Arkansas Times

« October 2006 | Main | January 2007 »

Tuesday, November 14, 2006 - 15:22:46

Sorry About Your Lunch

     It's hard not to apologize profusely for these pictures. I personally shy away from horror movies, bloody pictures...even lions attacking straggling gazelle on Animal Planet. But it is high time for everyone in America to see death in Iraq. To know what our tax money is financing each and every day of the week, and has for over 3 years now. I got no joy finding these pictures and I get no joy showing them to you. Whitewashing a war is a sin. Life is good in America because we are not allowed to see the daily carnage on our TVs, in newspapers or magazines. It's not fair that we are let off the hook so easily while being a part of such death and destruction.
   It is not my intention to dishonor our troops. Turning a blind eye honors no one. What should we expect from 19 year old kids, who if still at home would make us very nervous every time they took the family car? Kids who can't legally drink are trained to kill and then turned loose with the most deadly weapons known to mankind. If age doesn't matter, why set the drinking age to 21 or the eligibility to be President to 35? No, I'm not demonizing American troops, I'm demonizing the insanity of war.
   What follows are excerpts from a November, 2006 Vanity Fair article titled Rules of Engagement by journalist William Langewiesche. An investigation into what happened at Haditha after a land mine tore one of our HumVees in half, also tearing one of our Marines in half, what happened to the soldiers of Kilo Company as they sought revenge in their terror, anger and grief, what happened to 24 innocent Iraqi men, women and children whose only sin appears to be having been living in the wrong place at the wrong time. I want to share several paragraphs that should make it clear why war should always be the very last tool in our bag and why we should bring our troops home now.


Men of Kilo Company

 
    "They got to the house, kicked through the door, and in the entranceway came upon the owner, a middle-aged man, whom one of them shot at close range, probably with a three-round burst to the chest. The Marine's M16 would barely have kicked in his hands. Beyond the sound of the shots, he might have heard the double pops of the rounds entering and exiting the man, the heavier snap of bullets against bone, perhaps the metallic clatter of spent cartridges hitting the ground. The Iraqi was not thrown by the rounds as people are thrown in the movies. If no bones were broken, he may not have felt much pain, except for some stinging where his skin was torn. Unless he was struck in the heart, he did not die immediately, but soon succumbed to the massive hemorrhaging. Chances are his blood first splattered against the wall, then flowed into a dark-scarlet puddle beneath him until his heart stopped pumping.

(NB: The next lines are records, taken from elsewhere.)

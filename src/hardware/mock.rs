//! Mock Hardware Implementations
//!
//! Simulated beamline devices for tests and the command-line demo. All mock
//! devices use async-safe operations (tokio::time::sleep, not std::thread::sleep),
//! so tests can run them on a paused clock.
//!
//! # Available Mocks
//!
//! - `MockAxis` - Motor with soft limits that clamp moves, a busy flag and velocity limits
//! - `MockCounter` - Counter whose reading is a function of an axis position
//! - `MockShutter` - Shutter with a configurable confirmation lag
//! - `MockDetector` - Area detector that saves frames at the configured period
//! - `MockThreshold` - Detector energy threshold
//! - `MockStaging` / `MockRemoteStorage` - Cleanup collaborators
//!
//! Devices sharing a [`CallLog`] record their commands in one sequence so tests
//! can assert cross-device ordering.

use anyhow::{anyhow, bail, Result};
use async_trait::async_trait;
use std::path::Path;
use std::sync::atomic::{AtomicBool, AtomicU32, Ordering};
use std::sync::{Arc, Mutex};
use tokio::task::JoinHandle;
use tokio::time::{sleep, Duration, Instant};

use crate::hardware::capabilities::{
    AreaDetector, DetectorSettings, ImageStaging, Movable, Readable, RemoteStorage,
    ShutterControl, ThresholdControl,
};
use crate::procedures::lock;

// =============================================================================
// CallLog - Shared command record
// =============================================================================

/// Ordered record of device commands.
#[derive(Debug, Clone, Default)]
pub struct CallLog {
    entries: Arc<Mutex<Vec<String>>>,
}
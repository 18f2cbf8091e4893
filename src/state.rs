//! Process-scoped singletons wiring C2-C9 together, owned by the HTTP
//! server for the life of the process (spec §9, "Global mutable state").

use std::sync::atomic::{AtomicBool, Ordering};
use std::sync::Arc;

use crate::cache::PipelineCache;
use crate::config::Config;
use crate::detect::LanguageDetector;
use crate::device::Device;
use crate::discovery::{Discovery, OpusRegistry};
use crate::maintainer::Maintainer;
use crate::orchestrator::Orchestrator;
use crate::queue::Queue;
use crate::runtime::InferenceRuntime;

pub struct AppState {
    pub cfg: Arc<Config>,
    pub device: Device,
    pub discovery: Arc<Discovery>,
    pub cache: Arc<PipelineCache>,
    pub queue: Arc<Queue>,
    pub orchestrator: Arc<Orchestrator>,
    pub detector: Arc<dyn LanguageDetector>,
    /// Flips to `true` once the startup discovery pass (spawned below)
    /// completes. `Device::resolve` is synchronous and has already run by
    /// the time `build` returns, so this flag alone gates `/readyz`
    /// (SPEC_FULL §1, "`/readyz` ... returns 503 until ready").
    ready: Arc<AtomicBool>,
}

impl AppState {
    pub fn build(
        cfg: Arc<Config>,
        runtime: Arc<dyn InferenceRuntime>,
        registry: Arc<dyn OpusRegistry>,
        detector: Arc<dyn LanguageDetector>,
    ) -> AppState {
        let device = Device::resolve(&cfg);
        let discovery = Arc::new(Discovery::new(registry, cfg.discovery_ttl));
        let cache = Arc::new(PipelineCache::new(runtime, device, &cfg));
        let max_inflight = cfg
            .max_inflight_translations
            .unwrap_or_else(|| device.default_max_inflight(&cfg));
        let queue = Arc::new(Queue::new(&cfg, max_inflight));
        let orchestrator = Arc::new(Orchestrator::new(
            cfg.clone(),
            cache.clone(),
            discovery.clone(),
            queue.clone(),
            detector.clone(),
        ));

        let ready = Arc::new(AtomicBool::new(false));
        let startup_discovery = discovery.clone();
        let startup_ready = ready.clone();
        tokio::spawn(async move {
            startup_discovery.discover_all().await;
            startup_ready.store(true, Ordering::SeqCst);
        });

        AppState {
            cfg,
            device,
            discovery,
            cache,
            queue,
            orchestrator,
            detector,
            ready,
        }
    }

    pub fn detect(&self, text: &str) -> crate::lang::Lang {
        self.detector.detect(text)
    }

    /// True once the Device Resolver and the first Model Discovery refresh
    /// have both completed (spec §4.2, §4.8; SPEC_FULL §1).
    pub fn is_ready(&self) -> bool {
        self.ready.load(Ordering::SeqCst)
    }

    pub fn spawn_maintainer(&self) -> Maintainer {
        Maintainer::spawn(self.cache.clone(), self.cfg.clone())
    }

    /// Drains device memory on shutdown (spec §5, "Resource lifecycle").
    pub async fn shutdown(&self) {
        self.cache.purge_all().await;
    }
}

#[cfg(test)]
mod tests {
    use super::*;
    use crate::detect::HeuristicDetector;
    use crate::discovery::StaticOpusRegistry;
    use crate::runtime::MockRuntime;

    fn build() -> AppState {
        AppState::build(
            Arc::new(Config::default()),
            Arc::new(MockRuntime::new()),
            Arc::new(StaticOpusRegistry::default_seed()),
            Arc::new(HeuristicDetector),
        )
    }

    #[tokio::test]
    async fn not_ready_until_the_startup_discovery_pass_completes() {
        let state = build();
        assert!(!state.is_ready());
        // Give the spawned startup task a turn to run to completion.
        tokio::task::yield_now().await;
        tokio::task::yield_now().await;
        assert!(state.is_ready());
    }
}
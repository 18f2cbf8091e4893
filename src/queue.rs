//! Queue & Slot Manager (C6): bounds how many translations run at once and
//! how many more may wait, and estimates a `Retry-After` for callers who
//! get turned away (spec §4.6).

use std::sync::atomic::{AtomicUsize, Ordering};
use std::sync::Arc;
use std::time::Duration;

use tokio::sync::{Mutex, OwnedSemaphorePermit, Semaphore};

use crate::config::Config;
use crate::error::ServeError;

/// Exponential moving average of completed-translation durations, used to
/// size `Retry-After` on 429/503 responses (spec §4.6, "Retry-After
/// estimation").
#[derive(Debug)]
struct DurationEma {
    value_sec: f64,
    alpha: f64,
}

impl DurationEma {
    fn new(alpha: f64) -> Self {
        DurationEma {
            value_sec: 1.0,
            alpha,
        }
    }

    fn observe(&mut self, sample: Duration) {
        let sample_sec = sample.as_secs_f64();
        self.value_sec = self.alpha * sample_sec + (1.0 - self.alpha) * self.value_sec;
    }
}

/// Holds a translation slot. The slot is released when this value drops;
/// callers should call `record_duration` first so the EMA reflects it.
#[derive(Debug)]
pub struct Slot<'a> {
    queue: &'a Queue,
    _permit: OwnedSemaphorePermit,
}

impl<'a> Slot<'a> {
    pub fn record_duration(&self, duration: Duration) {
        if let Ok(mut ema) = self.queue.ema.try_lock() {
            ema.observe(duration);
        }
    }
}

/// Decrements `waiting` on drop, however the holder is dropped — including
/// cancellation of the `acquire_owned().await` below (e.g. the orchestrator's
/// `tokio::time::timeout` firing mid-wait). Without this, a timed-out caller
/// would leak its reservation in `waiting` forever (spec §5, "no slot is
/// leaked").
struct WaitingGuard<'a> {
    waiting: &'a AtomicUsize,
}

impl<'a> WaitingGuard<'a> {
    fn enter(waiting: &'a AtomicUsize) -> (Self, usize) {
        let position = waiting.fetch_add(1, Ordering::SeqCst) + 1;
        (WaitingGuard { waiting }, position)
    }
}

impl Drop for WaitingGuard<'_> {
    fn drop(&mut self) {
        self.waiting.fetch_sub(1, Ordering::SeqCst);
    }
}

#[derive(Debug)]
pub struct Queue {
    semaphore: Arc<Semaphore>,
    waiting: AtomicUsize,
    enabled: bool,
    max_queue_size: usize,
    ema: Mutex<DurationEma>,
    retry_after_min_sec: f64,
    retry_after_max_sec: f64,
}

impl Queue {
    pub fn new(cfg: &Config, max_inflight: usize) -> Self {
        Queue {
            semaphore: Arc::new(Semaphore::new(max_inflight)),
            waiting: AtomicUsize::new(0),
            enabled: cfg.enable_queue,
            max_queue_size: cfg.max_queue_size,
            ema: Mutex::new(DurationEma::new(cfg.retry_after_alpha)),
            retry_after_min_sec: cfg.retry_after_min_sec,
            retry_after_max_sec: cfg.retry_after_max_sec,
        }
    }

    pub fn inflight_capacity(&self) -> usize {
        self.semaphore.available_permits()
    }

    pub fn queued(&self) -> usize {
        self.waiting.load(Ordering::SeqCst)
    }

    /// Admits the caller to a translation slot, queueing FIFO via the
    /// semaphore's own wait list when one isn't free (spec §4.6). With
    /// `ENABLE_QUEUE=false`, only the slots themselves exist: a caller that
    /// can't get one immediately is turned away rather than queued.
    pub async fn acquire(&self) -> Result<Slot<'_>, ServeError> {
        if !self.enabled {
            return match self.semaphore.clone().try_acquire_owned() {
                Ok(permit) => Ok(Slot {
                    queue: self,
                    _permit: permit,
                }),
                Err(_) => Err(ServeError::ServiceBusy {
                    retry_after_sec: self.estimate_retry_after(1),
                }),
            };
        }

        let (guard, position) = WaitingGuard::enter(&self.waiting);
        if position > self.max_queue_size {
            return Err(ServeError::QueueOverflow {
                retry_after_sec: self.estimate_retry_after(position),
            });
        }

        let permit = self
            .semaphore
            .clone()
            .acquire_owned()
            .await
            .expect("semaphore is never closed");
        drop(guard);
        Ok(Slot {
            queue: self,
            _permit: permit,
        })
    }

    fn estimate_retry_after(&self, queue_position: usize) -> u64 {
        let ema_sec = self
            .ema
            .try_lock()
            .map(|ema| ema.value_sec)
            .unwrap_or(1.0);
        let estimate = ema_sec * queue_position as f64;
        estimate
            .clamp(self.retry_after_min_sec, self.retry_after_max_sec)
            .ceil() as u64
    }
}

      The power was out in the house, and the light inside was dim, all the more so for the Marines, who were piling in from the sunshine of the street. Inside a hostile house, survival requires fast reactions. The Marines fired on a figure down the hall, who turned out too late to be an old woman. There could have been a message there, but guerrilla wars are tricky, and the Marines were not about to slow down. She screamed when she was hit, apparently in the back, and then she died. The Marines were shouting excitedly to one another. They worked down the hallway until, busting open a door, they came upon a room full of people. Later some of the squad said they had heard AK-47s being racked, though whatever they heard turned out not to be that. The room was dim, and the people where glimpsed rather than clearly seen. The Marines rolled in a grenade, hugged the hallway for the blast, and then charged into the dust and smoke to mop up with their rifles as they had been trained to do."
      "Nine people had sheltered in that room, three generations of the same family, from an ancient man paralyzed by a stroke to an infant girl just three months old. When the grenade exploded, it blew some of them apart, wounded others with penetrating shrapnel, and littered the room with evil smelling body parts. In the urgency of the moment the old man forgot that he was paralyzed and tried to stand up. He took rounds to his chest, vomited blood as he fell, and then lay on the floor twitching as he died. In that room four residents survived. A young woman left her husband behind, grabbed the infant girl, and managed to run away; a 10-year-old girl and her younger brother lay wounded beside their dead mother and remained conscious enough to be terrified."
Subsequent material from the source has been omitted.